'Army Wives' author reaches out to fellow spouses

By Bob Mathews, DFMWR Marketing Publicity SpecialistAugust 20, 2009

(Photo Credit: U.S. Army) VIEW ORIGINAL

<B>FORT STEWART, Ga.</B>-- Tanya Biank, whose book "Army Wives" inspired the No. 1-rated Lifetime TV network show of the same name, will experience the same hurt and pain of separation as other 3rd ID families when the division deploys in less than two months.

Her husband, Lt. Col. Michael A. Marti, the division G2, and her sister, Lt. Col. Maria A. Biank, the division G6, will deploy from Fort Stewart with the division.

Although an officer's wife Biank points out that separation pains are the same for all.

"Whether you are a private's wife or a colonel's wife, it still feels the same to have your husband deploy. You have that same hurt when they are away, when your loved one's away and it harm's way," she said.

Regular back-to-back deployments with varying lengths and currently no end in sight are major issue facing today's military, said Biank.

"It's tough. It's tough enough to go through a 12 or 15-month deployment, but to know that after your spouse comes back, in another year, he might be going back for 12 months or so, that's very tough on families," said Biank.

"It can be tough to be a family during war, because you get married to be together, right' You have a family so you can raise your kids together. And so that's a big challenge.

Biank does believe, however, that after several years of Soldiers' deployments, the military has gotten better about handling the separations, citing the many great programs the Army offers spouses and families.
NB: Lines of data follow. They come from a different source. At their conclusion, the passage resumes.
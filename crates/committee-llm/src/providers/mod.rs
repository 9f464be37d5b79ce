//! Concrete provider implementations

pub mod deepseek;
pub mod openai;
mod wire;

pub use deepseek::{DeepSeekConfig, DeepSeekProvider};
pub use openai::{OpenAiConfig, OpenAiProvider};
//! Model gateway with an ordered provider fallback chain
//!
//! The gateway tries each registered provider in priority order and returns
//! the first usable reply. Internally every failure mode is a typed
//! [`LlmError`]; the [`ModelGateway::complete`] boundary additionally folds
//! exhaustion into a sentinel-prefixed string so callers that want a plain
//! text value never have to handle an error.

use crate::{ChatRequest, LlmError, Provider, Result};
use std::sync::Arc;
use std::time::Duration;
use tracing::{debug, instrument, warn};

/// Marker prefix that signals a failed completion through a plain string
pub const FAILURE_SENTINEL: &str = "[analysis unavailable]";

/// Gateway over an ordered list of completion providers
pub struct ModelGateway {
    providers: Vec<Arc<dyn Provider>>,
}

impl ModelGateway {
    /// Create a gateway with providers in fallback priority order
    pub fn new(providers: Vec<Arc<dyn Provider>>) -> Self {
        Self { providers }
    }

    /// Names of the registered providers, in fallback order
    pub fn provider_names(&self) -> Vec<&str> {
        self.providers.iter().map(|p| p.name()).collect()
    }

    /// Try each provider in order and return the first usable reply
    ///
    /// A provider attempt fails on request error, on exceeding `timeout`, or
    /// on a reply that itself starts with the failure sentinel. When every
    /// provider fails the error carries a per-provider failure summary and a
    /// hint to check credentials.
    #[instrument(skip(self, request), fields(providers = self.providers.len()))]
    pub async fn try_complete(&self, request: &ChatRequest, timeout: Duration) -> Result<String> {
        let mut attempts: Vec<String> = Vec::new();

        for provider in &self.providers {
            match tokio::time::timeout(timeout, provider.send(request)).await {
                Ok(Ok(text)) => {
                    if text.trim_start().starts_with(FAILURE_SENTINEL) {
                        warn!(provider = provider.name(), "provider returned a failure reply");
                        attempts.push(
                            LlmError::FailureReply {
                                provider: provider.name().to_string(),
                                reply: text,
                            }
                            .to_string(),
                        );
                        continue;
                    }
                    debug!(provider = provider.name(), chars = text.len(), "completion succeeded");
                    return Ok(text);
                }
                Ok(Err(err)) => {
                    warn!(provider = provider.name(), error = %err, "provider call failed");
                    attempts.push(format!("{}: {err}", provider.name()));
                }
                Err(_) => {
                    let err = LlmError::Timeout {
                        provider: provider.name().to_string(),
                        timeout_secs: timeout.as_secs(),
                    };
                    warn!(provider = provider.name(), error = %err, "provider call timed out");
                    attempts.push(err.to_string());
                }
            }
        }

        if attempts.is_empty() {
            attempts.push("no providers configured".to_string());
        }

        Err(LlmError::AllProvidersFailed {
            attempts: attempts.join("; "),
        })
    }

    /// Like [`try_complete`](Self::try_complete), but never fails
    ///
    /// On exhaustion the error is rendered into a sentinel-prefixed string,
    /// so the result is always a non-empty text value.
    pub async fn complete(&self, request: &ChatRequest, timeout: Duration) -> String {
        match self.try_complete(request, timeout).await {
            Ok(text) => text,
            Err(err) => format!("{FAILURE_SENTINEL} {err}"),
        }
    }
}

#[cfg(test)]
mod tests {
    use super::*;
    use async_trait::async_trait;
    use std::sync::atomic::{AtomicUsize, Ordering};

    enum Behavior {
        Reply(&'static str),
        Fail,
        SentinelReply,
        Hang,
    }

    struct FakeProvider {
        name: &'static str,
        behavior: Behavior,
        calls: AtomicUsize,
    }

    impl FakeProvider {
        fn new(name: &'static str, behavior: Behavior) -> Arc<Self> {
            Arc::new(Self {
                name,
                behavior,
                calls: AtomicUsize::new(0),
            })
        }

        fn calls(&self) -> usize {
            self.calls.load(Ordering::SeqCst)
        }
    }

    #[async_trait]
    impl Provider for FakeProvider {
        async fn send(&self, _request: &ChatRequest) -> Result<String> {
            self.calls.fetch_add(1, Ordering::SeqCst);
            match self.behavior {
                Behavior::Reply(text) => Ok(text.to_string()),
                Behavior::Fail => Err(LlmError::RequestFailed("boom".to_string())),
                Behavior::SentinelReply => Ok(format!("{FAILURE_SENTINEL} backend degraded")),
                Behavior::Hang => {
                    tokio::time::sleep(Duration::from_secs(3600)).await;
                    Ok("too late".to_string())
                }
            }
        }

        fn name(&self) -> &str {
            self.name
        }
    }

    fn request() -> ChatRequest {
        ChatRequest::new("system", "user")
    }

    #[tokio::test]
    async fn test_first_provider_wins() {
        let primary = FakeProvider::new("primary", Behavior::Reply("from primary"));
        let secondary = FakeProvider::new("secondary", Behavior::Reply("from secondary"));
        let gateway = ModelGateway::new(vec![primary.clone(), secondary.clone()]);

        let reply = gateway
            .try_complete(&request(), Duration::from_secs(5))
            .await
            .expect("primary succeeds");

        assert_eq!(reply, "from primary");
        assert_eq!(primary.calls(), 1);
        assert_eq!(secondary.calls(), 0);
    }

    #[tokio::test]
    async fn test_fallback_on_provider_error() {
        let primary = FakeProvider::new("primary", Behavior::Fail);
        let secondary = FakeProvider::new("secondary", Behavior::Reply("rescued"));
        let gateway = ModelGateway::new(vec![primary.clone(), secondary.clone()]);

        let reply = gateway
            .try_complete(&request(), Duration::from_secs(5))
            .await
            .expect("secondary succeeds");

        assert_eq!(reply, "rescued");
        assert_eq!(primary.calls(), 1);
        assert_eq!(secondary.calls(), 1);
    }

    #[tokio::test]
    async fn test_sentinel_reply_counts_as_failure() {
        let primary = FakeProvider::new("primary", Behavior::SentinelReply);
        let secondary = FakeProvider::new("secondary", Behavior::Reply("clean"));
        let gateway = ModelGateway::new(vec![primary, secondary]);

        let reply = gateway
            .try_complete(&request(), Duration::from_secs(5))
            .await
            .expect("secondary succeeds");

        assert_eq!(reply, "clean");
    }

    #[tokio::test(start_paused = true)]
    async fn test_hung_provider_times_out_and_falls_through() {
        let primary = FakeProvider::new("primary", Behavior::Hang);
        let secondary = FakeProvider::new("secondary", Behavior::Reply("still here"));
        let gateway = ModelGateway::new(vec![primary, secondary.clone()]);

        let reply = gateway
            .try_complete(&request(), Duration::from_secs(10))
            .await
            .expect("secondary succeeds after timeout");

        assert_eq!(reply, "still here");
        assert_eq!(secondary.calls(), 1);
    }

    #[tokio::test]
    async fn test_exhaustion_returns_typed_error() {
        let primary = FakeProvider::new("primary", Behavior::Fail);
        let secondary = FakeProvider::new("secondary", Behavior::Fail);
        let gateway = ModelGateway::new(vec![primary, secondary]);

        let err = gateway
            .try_complete(&request(), Duration::from_secs(5))
            .await
            .expect_err("all providers fail");

        let msg = err.to_string();
        assert!(msg.contains("primary"));
        assert!(msg.contains("secondary"));
        assert!(msg.contains("credentials"));
    }

    #[tokio::test]
    async fn test_complete_degrades_to_sentinel_string() {
        let gateway = ModelGateway::new(vec![FakeProvider::new("only", Behavior::Fail)]);

        let reply = gateway.complete(&request(), Duration::from_secs(5)).await;

        assert!(!reply.is_empty());
        assert!(reply.starts_with(FAILURE_SENTINEL));
        assert!(reply.contains("credentials"));
    }

    #[tokio::test]
    async fn test_empty_gateway_is_exhausted() {
        let gateway = ModelGateway::new(vec![]);

        let err = gateway
            .try_complete(&request(), Duration::from_secs(5))
            .await
            .expect_err("nothing to try");

        assert!(err.to_string().contains("no providers configured"));
    }
}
"There was a time," she said, "when it was confusing because everybody, every agency was doing their own thing to try to help military families, and it was confusing to the spouse to know where to go."

"I think the Army realizes this is an important thing to deal with, because as they say, 'You enlist a soldier, but you re-enlist a family.'"

Biank added that maintaining and retaining the Army's force comes down to spouse and family support.

"Fort Stewart has wonderful quality of life programs for the family," said Biank. "It's a great post for families, and I have been very impressed with that."

Biank and her family, who moved here from Virginia, have been at Fort Stewart for over a year.

"Fort Stewart is its own kind of oasis here. If there isn't something off-post, they have created it here on post and it's a special place. There are so many resources on post, and it's all free," she said.